Rapport « Goodbye to Freedom 2008 »

, par Traduit par Florent Lardic, Tomas Vrba

République Tchèque et liberté de la presse

Le rapport sur la liberté de la Presse en Europe « Goodbye to Freedom » vient d’être publié par l’Association des Journalistes Européens. Le Taurillon a décidé de publier le résultat de cet énorme travail. Aujourd’hui, voici la situation en République Tchèque.

Situation générale

Les médias tchèques jouissent d’un niveau de liberté et d’indépendance comparativement haut. Cela se reflète dans la relative maturité de la scène médiatique et dans l’absence de violations notable de la capacité des médias à rapporter un événement de la vie publique. Reporters sans frontières, dans son index de la presse libre de 2006, a classé la République tchèque à la cinquième place sur 168. Toutefois, les récentes attaques faites par le Premier Ministre aux médias indiquent l’existence de tensions significatives. L’étude de cas sur les possibles pressions politiques et commerciales qui suit examine un certain nombre d’enfreintes dans le domaine des médias tchèques et des questions relatives à la liberté de la presse.

Un grand nombre de média ont désormais des chartes éthiques ou professionnelles, largement inspirés en cela par les lignes directrices de la British Broadcasting Corporation. L’organisation principale de journalistes, le syndicat des journalistes tchèque, n’est pas parvenue à compter parmi ses membres la majorité des travailleurs du domaine. Pourtant, elle offre une aide légale gratuite et son Jury éthique rend des jugements pertinents sur des cas controversés.

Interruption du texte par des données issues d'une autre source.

//! Power-Line Transceiver Main Application
//!
//! Entry point for the STM32G474-based transceiver firmware. Initializes
//! hardware and spawns one task per hardware event source; every task
//! funnels into the single link task, so protocol state has exactly one
//! writer and event ordering is preserved.

#![no_std]
#![no_main]

use embassy_executor::Spawner;
use embassy_stm32::exti::ExtiInput;
use embassy_stm32::gpio::{Level, Output, Pull, Speed};
use embassy_stm32::mode::Async;
use embassy_stm32::usart::{self, UartRx};
use embassy_stm32::{bind_interrupts, peripherals};
use embassy_sync::blocking_mutex::raw::CriticalSectionRawMutex;
use embassy_sync::channel::Channel;
use embassy_sync::signal::Signal;
use {defmt_rtt as _, panic_probe as _};

use x10_firmware::hal::carrier::CarrierDriver;
use x10_firmware::hal::gpio::{RecognizedOutput, StatusLed};
use x10_firmware::link::controller::{LinkAction, LinkController, LinkEvent};
use x10_firmware::link::timer::BitTimer;
use x10_firmware::prelude::*;

// Bind interrupt handlers
bind_interrupts!(struct Irqs {
    USART1 => usart::InterruptHandler<peripherals::USART1>;
});

/// Hardware events funneled into the link task.
static EVENTS: Channel<CriticalSectionRawMutex, LinkEvent, EVENT_QUEUE_DEPTH> = Channel::new();

/// Arms the carrier task for one bit slot.
static CARRIER: Signal<CriticalSectionRawMutex, Bit> = Signal::new();

/// Main entry point
#[embassy_executor::main]
async fn main(spawner: Spawner) {
    info!("Power-line transceiver firmware v{}", env!("CARGO_PKG_VERSION"));

    let config = embassy_stm32::Config::default();
    let p = embassy_stm32::init(config);

    info!("Peripherals initialized");

    // Outputs reset high: status LEDs off, recognized output released.
    let heartbeat = StatusLed::new(Output::new(p.PB0, Level::High, Speed::Low));
    let progress = StatusLed::new(Output::new(p.PB1, Level::High, Speed::Low));
    let recognized = RecognizedOutput::new(Output::new(p.PB7, Level::High, Speed::Low));

    // Transmit line idles low; the carrier task toggles it in bursts.
    let carrier_pin = Output::new(p.PA8, Level::Low, Speed::VeryHigh);

    // Edge inputs, rising edge active.
    let clock_in = ExtiInput::new(p.PA0, p.EXTI0, Pull::Down);
    let data_in = ExtiInput::new(p.PA1, p.EXTI1, Pull::Down);
    let button_in = ExtiInput::new(p.PA2, p.EXTI2, Pull::Down);

    let serial_rx = UartRx::new(
        p.USART1,
        Irqs,
        p.PA10,
        p.DMA1_CH1,
        usart::Config::default(),
    )
    .unwrap();

    info!("USART1 initialized");

    spawner.spawn(clock_edge_task(clock_in)).unwrap();
    spawner.spawn(data_edge_task(data_in)).unwrap();
    spawner.spawn(button_task(button_in)).unwrap();
    spawner.spawn(serial_task(serial_rx)).unwrap();
    spawner.spawn(watchdog_task()).unwrap();
    spawner.spawn(carrier_task(CarrierDriver::new(carrier_pin))).unwrap();
    spawner.spawn(link_task(heartbeat, progress, recognized)).unwrap();

    info!("Tasks spawned, entering idle loop");

    // Main loop does nothing; all work happens in the event tasks.
    loop {
        Timer::after(Duration::from_secs(10)).await;
        debug!("idle");
    }
}

/// Forwards clock-line rising edges, one per bit period.
#[embassy_executor::task]
async fn clock_edge_task(mut input: ExtiInput<'static>) {
    loop {
        input.wait_for_rising_edge().await;
        EVENTS.send(LinkEvent::ClockEdge).await;
    }
}

/// Forwards data-line rising edges (pulse-present markers).
#[embassy_executor::task]
async fn data_edge_task(mut input: ExtiInput<'static>) {
    loop {
        input.wait_for_rising_edge().await;
        EVENTS.send(LinkEvent::DataEdge).await;
    }
}

/// Forwards button presses.
#[embassy_executor::task]
async fn button_task(mut input: ExtiInput<'static>) {
    loop {
        input.wait_for_rising_edge().await;
        info!("button pressed");
        EVENTS.send(LinkEvent::ButtonPress).await;
    }
}

/// Forwards received serial bytes.
#[embassy_executor::task]
async fn serial_task(mut rx: UartRx<'static, Async>) {
    let mut byte = [0u8; 1];
    loop {
        match rx.read(&mut byte).await {
            Ok(()) => EVENTS.send(LinkEvent::SerialByte(byte[0])).await,
            Err(_) => debug!("serial receive error"),
        }
    }
}

/// One liveness tick per bit period keeps the stall watchdog counting in
/// protocol time.
#[embassy_executor::task]
async fn watchdog_task() {
    let period = Duration::from_micros(u64::from(bit_period_us()));
    loop {
        Timer::after(period).await;
        EVENTS.send(LinkEvent::WatchdogTick).await;
    }
}

/// Emits one self-terminating carrier burst per arm request.
#[embassy_executor::task]
async fn carrier_task(mut driver: CarrierDriver<'static>) {
    let mut timer = BitTimer::new();
    loop {
        let bit = CARRIER.wait().await;
        timer.arm(bit);
        driver.burst().await;
        timer.on_period_elapsed();
        // Arm requests that landed inside the finished slot belong to it.
        CARRIER.reset();
    }
}

/// The single consumer of hardware events; applies controller actions to
/// the outputs.
#[embassy_executor::task]
async fn link_task(
    mut heartbeat: StatusLed<'static>,
    mut progress: StatusLed<'static>,
    mut recognized: RecognizedOutput<'static>,
) {
    let mut controller = LinkController::new();
    loop {
        let event = EVENTS.receive().await;
        for action in controller.handle(event) {
            match action {
                LinkAction::ToggleHeartbeat => heartbeat.toggle(),
                LinkAction::ToggleFrameProgress => progress.toggle(),
                LinkAction::TransmitBit(bit) => CARRIER.signal(bit),
                LinkAction::FrameRecognized => {
                    info!("start code recognized");
                    recognized.assert();
                }
                // Input masking is enforced inside the controller; the
                // EXTI and USART paths stay configured and masked events
                // are dropped at the controller boundary.
                LinkAction::EnableDataEdge
                | LinkAction::DisableDataEdge
                | LinkAction::EnableSerial
                | LinkAction::DisableSerial => {
                    debug!("input mask change: {}", action);
                }
            }
        }
    }
}
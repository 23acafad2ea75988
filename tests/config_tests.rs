//! Configuration and constants tests
//!
//! Verifies the timing derivations against the hardware targets.
//! Run with: cargo test --no-default-features --features std --test config_tests

use x10_firmware::config::*;

// =============================================================================
// Clock and Countdown Sources
// =============================================================================

#[test]
fn timing_clock_is_3_6864_mhz() {
    assert_eq!(TIMING_CLOCK_HZ, 3_686_400);
}

#[test]
fn bit_slot_is_3712_cycles() {
    assert_eq!(bit_period_cycles(), 3712);
}

#[test]
fn bit_period_just_over_1ms() {
    // 58 counts at clock/64 overshoots the 1 ms target by under 1%.
    let us = bit_period_us();
    assert_eq!(us, 1006);
    assert!(us >= 1000 && us <= 1010);
}

#[test]
fn compare_target_is_nearest_to_1ms() {
    // 57.6 counts would be exact; 58 is the nearest integer.
    let exact = TIMING_CLOCK_HZ as f64 / 1000.0 / BIT_PERIOD_PRESCALER as f64;
    assert!((BIT_PERIOD_COMPARE as f64 - exact).abs() < 0.5);
}

// =============================================================================
// Carrier
// =============================================================================

#[test]
fn carrier_is_204_8_khz() {
    assert_eq!(carrier_hz(), 204_800);
}

#[test]
fn carrier_within_3_percent_of_200khz() {
    let target = 200_000i64;
    let delta = (i64::from(carrier_hz()) - target).abs();
    assert!(delta * 100 / target < 3);
}

#[test]
fn carrier_half_period_matches_rate() {
    assert_eq!(carrier_half_period_ns(), 2441);
}

// =============================================================================
// Protocol Constants
// =============================================================================

#[test]
fn frame_is_four_bits() {
    assert_eq!(FRAME_BITS, 4);
}

#[test]
fn serial_send_command_is_lowercase_a() {
    assert_eq!(SERIAL_SEND_COMMAND, b'a');
}

#[test]
fn stall_watchdog_enabled_by_default() {
    assert!(DEFAULT_STALL_LIMIT_TICKS > 0);
}

#[test]
fn event_queue_holds_a_full_frame_of_events() {
    // Four clock edges plus interleaved data edges and a watchdog tick.
    assert!(EVENT_QUEUE_DEPTH >= 2 * FRAME_BITS + 1);
}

La « loi générale sur la presse » (N° 46/2000, révisée) garantit aux journalistes le droit à une protection raisonnable de leurs sources. La loi sur la télévision tchèque et celle sur la radio tchèque régulent le service public audiovisuel. Il n’y a pas de loi pénale couvrant la diffamation, seulement une procédure du code civil. De nombreux cas de politiciens attaquant des journalistes pour diffamation ont eu lieu, parfois avec des motifs apparents, mais ces atteintes ont généralement eu peu de succès. Une loi faisant de l’insulte aux autorités publiques un délit a été abolie il y a déjà plusieurs années. Désormais, une loi sur la liberté de l’information permet aux citoyens tchèques de poursuivre les autorités en cas de refus de délivrance d’information demandée.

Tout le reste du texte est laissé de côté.